Peter Seixas talk: Dangerous indeed: A response to Wayne Ross’ “Courage of hopelessness”

Date: Friday, February 26th 2016
Venue: Scarfe Room 310
Time: 12:30 – 2:00 p.m.
Title: Dangerous indeed: A response to Wayne Ross’ “Courage of hopelessness”
Speaker: Dr. Peter Seixas, Professor, EDCP

Light lunch served at noon outside Scarfe room 310. The Lecture commences at 12:30 pm. There is no need to RSVP.

Abstract:
Yes, yes, the past gets in the way; it trips us up, bogs us down; it complicates, makes difficult. But to ignore this is folly, because, above all, what history teaches us is to avoid illusion and make-believe, to lay aside dreams, moonshine, cure-alls, wonder-workings, pie-in-the-sky—to be realistic.
–Tom Crick, the history teacher, in Graham Swift’s Waterland, p. 108

In his EDCP Seminar on January 15, Dr. Wayne Ross challenged commonplace notions of schools, teacher education, the subject of social studies, democracy and freedom. In this talk (text, video, powerpoint), I review the arguments and confront them as a colleague—in the department, in social studies education, and in the project of educating teachers for British Columbia schools. As the basis of my critique, I offer a theoretical framework through the concept of “historical agency,” which calls attention to the abilities of people to act individually and collectively to shape the course of history, as well as the limitations on those abilities.
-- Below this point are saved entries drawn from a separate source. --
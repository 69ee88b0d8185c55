//! Health check handlers for the consumer process.
//!
//! - Liveness probes (`/health`, `/healthz`)
//! - Readiness probes (`/ready`, `/readyz`): 200 only while consuming
//! - Consumer status (`/consumer/status`)
//! - Prometheus metrics (`/metrics`)

use axum::{
    Json,
    extract::State,
    http::{StatusCode, header},
    response::IntoResponse,
};
use serde::{Deserialize, Serialize};
use serde_json::{Value, json};

use crate::event::{ConsumerPhase, StatusHandle};
use crate::metrics;

/// Shared state for health endpoints.
#[derive(Clone)]
pub struct HealthState {
    pub app_name: String,
    pub app_version: String,
    pub queue: String,
    pub status: StatusHandle,
}

impl HealthState {
    pub fn new(
        app_name: impl Into<String>,
        app_version: impl Into<String>,
        queue: impl Into<String>,
        status: StatusHandle,
    ) -> Self {
        Self {
            app_name: app_name.into(),
            app_version: app_version.into(),
            queue: queue.into(),
            status,
        }
    }
}

/// Health response for liveness probes.
#[derive(Debug, Serialize, Deserialize)]
pub struct HealthResponse {
    /// Always "healthy" if responding.
    pub status: &'static str,
    pub name: String,
    pub version: String,
}

/// Liveness probe handler.
pub async fn health_handler(State(state): State<HealthState>) -> Json<HealthResponse> {
    Json(HealthResponse {
        status: "healthy",
        name: state.app_name,
        version: state.app_version,
    })
}

/// Readiness probe handler.
///
/// Ready only while the consumer is attached to its queue; reconnecting or
/// stopped consumers report 503 so traffic/rollouts can react.
pub async fn ready_handler(
    State(state): State<HealthState>,
) -> Result<(StatusCode, Json<Value>), (StatusCode, Json<Value>)> {
    let status = state.status.get();

    if status.is_running && status.phase == ConsumerPhase::Consuming {
        Ok((
            StatusCode::OK,
            Json(json!({
                "status": "ready",
                "checks": {
                    "broker": "consuming"
                }
            })),
        ))
    } else {
        Err((
            StatusCode::SERVICE_UNAVAILABLE,
            Json(json!({
                "status": "not_ready",
                "checks": {
                    "broker": status.phase.as_str(),
                    "reconnect_attempts": status.reconnect_attempts
                }
            })),
        ))
    }
}

/// Consumer status for monitoring.
pub async fn consumer_status_handler(State(state): State<HealthState>) -> Json<Value> {
    let status = state.status.get();
    Json(json!({
        "queue": state.queue,
        "is_running": status.is_running,
        "reconnect_attempts": status.reconnect_attempts,
        "phase": status.phase,
    }))
}

/// Prometheus metrics endpoint handler.
pub async fn metrics_handler() -> impl IntoResponse {
    match metrics::metrics_handle() {
        Some(handle) => (
            StatusCode::OK,
            [(header::CONTENT_TYPE, "text/plain; charset=utf-8")],
            handle.render(),
        )
            .into_response(),
        None => (
            StatusCode::SERVICE_UNAVAILABLE,
            [(header::CONTENT_TYPE, "text/plain; charset=utf-8")],
            "Metrics not initialized. Call metrics::init_metrics() at startup.".to_string(),
        )
            .into_response(),
    }
}

/// Create the health router.
pub fn health_router(state: HealthState) -> axum::Router {
    use axum::routing::get;

    axum::Router::new()
        .route("/health", get(health_handler))
        .route("/healthz", get(health_handler))
        .route("/ready", get(ready_handler))
        .route("/readyz", get(ready_handler))
        .route("/consumer/status", get(consumer_status_handler))
        .route("/metrics", get(metrics_handler))
        .with_state(state)
}

#[cfg(test)]
mod tests {
    use super::*;
    use crate::event::ConnectionState;
    use axum::body::Body;
    use axum::http::Request;
    use tower::ServiceExt;

    fn state() -> HealthState {
        HealthState::new("email-worker", "0.1.0", "email_queue", StatusHandle::default())
    }

    async fn get(router: axum::Router, uri: &str) -> (StatusCode, Value) {
        let response = router
            .oneshot(Request::builder().uri(uri).body(Body::empty()).unwrap())
            .await
            .unwrap();
        let status = response.status();
        let bytes = axum::body::to_bytes(response.into_body(), usize::MAX)
            .await
            .unwrap();
        (status, serde_json::from_slice(&bytes).unwrap_or(Value::Null))
    }

    #[test]
    fn test_health_response_serialization() {
        let response = HealthResponse {
            status: "healthy",
            name: "email-worker".to_string(),
            version: "1.0.0".to_string(),
        };

        let json = serde_json::to_string(&response).unwrap();
        assert!(json.contains("\"status\":\"healthy\""));
        assert!(json.contains("\"name\":\"email-worker\""));
    }

    #[tokio::test]
    async fn test_liveness_always_ok() {
        let (status, body) = get(health_router(state()), "/healthz").await;
        assert_eq!(status, StatusCode::OK);
        assert_eq!(body["status"], "healthy");
    }

    #[tokio::test]
    async fn test_not_ready_until_consuming() {
        let state = state();
        let (status, body) = get(health_router(state.clone()), "/ready").await;
        assert_eq!(status, StatusCode::SERVICE_UNAVAILABLE);
        assert_eq!(body["checks"]["broker"], "stopped");

        state.status.update(|s| {
            *s = ConnectionState {
                is_running: true,
                reconnect_attempts: 0,
                phase: ConsumerPhase::Consuming,
            }
        });
        let (status, body) = get(health_router(state), "/readyz").await;
        assert_eq!(status, StatusCode::OK);
        assert_eq!(body["status"], "ready");
    }

    #[tokio::test]
    async fn test_consumer_status() {
        let state = state();
        state.status.update(|s| {
            s.phase = ConsumerPhase::Reconnecting;
            s.reconnect_attempts = 4;
        });

        let (status, body) = get(health_router(state), "/consumer/status").await;
        assert_eq!(status, StatusCode::OK);
        assert_eq!(body["queue"], "email_queue");
        assert_eq!(body["phase"], "reconnecting");
        assert_eq!(body["reconnect_attempts"], 4);
    }
}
It offers a way to steer a course between the two closely related traps of hopelessness and utopianism. I sketch its utility specifically in relation to 1) understanding our own social and political situation, 2) thinking about the role of schools and teachers in democratic societies, 3) developing useful curriculum and pedagogy in Canada today, 4) educating student teachers in the Faculty of Education, and 5) conducting educational research that matters.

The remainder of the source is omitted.